▸ **Task statement**
Show each line of the records below where the word "MetricSample" occurs.

[Extracted data Boundary: Start]

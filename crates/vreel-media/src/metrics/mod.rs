//! Frame metrics.
//!
//! Every metric implements [`FrameMetric`]: a pure function of the current
//! sampled frame and, for pairwise metrics, the frame sampled before it.
//! Metrics hold no mutable state, so one [`MetricSet`] can score many frames
//! concurrently.
//!
//! ```text
//! previous frame ─┐
//!                 ├─► Motion ──────┐
//! current frame ──┼─► Scene ───────┼─► MetricSample { scores, scene_cut }
//!                 └─► Composition ─┘
//! ```

mod composition;
mod motion;
mod scene;

use serde::{Deserialize, Serialize};

use vreel_models::{clamp_score, MetricKind, MetricSample};

use crate::frame::Frame;

pub use composition::{CompositionMetric, CompositionParts};
pub use motion::MotionMetric;
pub use scene::{chi_squared_distance, color_histogram, SceneChangeMetric};

/// Result of one metric on one frame.
#[derive(Debug, Clone, Copy, PartialEq)]
pub struct Measurement {
    /// Score in `[1, 10]`
    pub score: f64,
    /// Whether the metric flags a hard scene cut before this frame
    pub scene_cut: bool,
}

impl Measurement {
    pub fn score(score: f64) -> Self {
        Self {
            score: clamp_score(score),
            scene_cut: false,
        }
    }

    pub fn with_cut(mut self, cut: bool) -> Self {
        self.scene_cut = cut;
        self
    }
}

/// A bounded per-frame signal.
pub trait FrameMetric: Send + Sync {
    /// Which score this metric produces.
    fn kind(&self) -> MetricKind;

    /// Measure `current`, optionally against the frame sampled before it.
    ///
    /// Returns `None` when the metric cannot be computed for this frame,
    /// e.g. a pairwise metric on the first frame of a source.
    fn measure(&self, previous: Option<&Frame>, current: &Frame) -> Option<Measurement>;
}

/// Thresholds shared by the standard metrics.
#[derive(Debug, Clone, Copy, PartialEq, Serialize, Deserialize)]
pub struct MetricConfig {
    /// Luma delta above which a pixel counts as moving
    pub motion_pixel_threshold: u8,
    /// Histogram distance above which a scene cut is flagged
    pub scene_cut_threshold: f64,
    /// Histogram bins per colour channel
    pub histogram_bins: u32,
    /// Gradient magnitude above which a pixel counts as an edge
    pub edge_threshold: f64,
}

impl Default for MetricConfig {
    fn default() -> Self {
        Self {
            motion_pixel_threshold: 25,
            scene_cut_threshold: 0.3,
            histogram_bins: 8,
            edge_threshold: 100.0,
        }
    }
}

/// Ordered collection of metrics applied to every sampled frame.
pub struct MetricSet {
    metrics: Vec<Box<dyn FrameMetric>>,
}

impl MetricSet {
    /// Motion, Scene-Change and Composition with the given thresholds.
    pub fn standard(config: &MetricConfig) -> Self {
        Self::new()
            .with_metric(MotionMetric::new(config.motion_pixel_threshold))
            .with_metric(SceneChangeMetric::new(
                config.histogram_bins,
                config.scene_cut_threshold,
            ))
            .with_metric(CompositionMetric::new(config.edge_threshold))
    }

    pub fn new() -> Self {
        Self {
            metrics: Vec::new(),
        }
    }

    pub fn with_metric(mut self, metric: impl FrameMetric + 'static) -> Self {
        self.metrics.push(Box::new(metric));
        self
    }

    pub fn kinds(&self) -> Vec<MetricKind> {
        self.metrics.iter().map(|m| m.kind()).collect()
    }

    pub fn len(&self) -> usize {
        self.metrics.len()
    }

    pub fn is_empty(&self) -> bool {
        self.metrics.is_empty()
    }

    /// Run every metric on one frame.
    pub fn measure(&self, previous: Option<&Frame>, current: &Frame) -> MetricSample {
        let mut sample = MetricSample::new(current.time);
        for metric in &self.metrics {
            if let Some(m) = metric.measure(previous, current) {
                sample.scores.insert(metric.kind(), m.score);
                sample.scene_cut |= m.scene_cut;
            }
        }
        sample
    }
}

impl Default for MetricSet {
    fn default() -> Self {
        Self::standard(&MetricConfig::default())
    }
}

#[cfg(test)]
mod tests {
    use super::*;
    use crate::frame::test_frames;

    #[test]
    fn test_standard_set_order() {
        let set = MetricSet::default();
        assert_eq!(
            set.kinds(),
            vec![MetricKind::Motion, MetricKind::Scene, MetricKind::Composition]
        );
    }

    #[test]
    fn test_first_frame_has_only_single_frame_metrics() {
        let set = MetricSet::default();
        let frame = test_frames::solid(0, 32, 18, [100, 100, 100]);
        let sample = set.measure(None, &frame);

        assert_eq!(sample.time, 0.0);
        assert!(sample.score(MetricKind::Motion).is_none());
        assert!(sample.score(MetricKind::Scene).is_none());
        assert!(sample.score(MetricKind::Composition).is_some());
        assert!(!sample.scene_cut);
    }

    #[test]
    fn test_static_frames_score_low() {
        let set = MetricSet::default();
        let a = test_frames::solid(0, 32, 18, [128, 128, 128]);
        let b = test_frames::solid(1, 32, 18, [128, 128, 128]);
        let sample = set.measure(Some(&a), &b);

        assert_eq!(sample.score(MetricKind::Motion), Some(1.0));
        assert_eq!(sample.score(MetricKind::Scene), Some(1.0));
        let composition = sample.score(MetricKind::Composition).unwrap();
        assert!(composition >= 1.0 && composition <= 2.1, "composition = {}", composition);
        assert!(!sample.scene_cut);
    }

    #[test]
    fn test_hard_cut_is_flagged() {
        let set = MetricSet::default();
        let a = test_frames::solid(0, 32, 18, [10, 10, 10]);
        let b = test_frames::solid(1, 32, 18, [240, 30, 30]);
        let sample = set.measure(Some(&a), &b);

        assert!(sample.scene_cut);
        assert_eq!(sample.score(MetricKind::Scene), Some(10.0));
        assert_eq!(sample.score(MetricKind::Motion), Some(10.0));
    }
}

[Extracted data Boundary: End]

▸ **Result for this task**
//! current frame ──┼─► Scene ───────┼─► MetricSample { scores, scene_cut }
use vreel_models::{clamp_score, MetricKind, MetricSample};
    pub fn measure(&self, previous: Option<&Frame>, current: &Frame) -> MetricSample {
        let mut sample = MetricSample::new(current.time);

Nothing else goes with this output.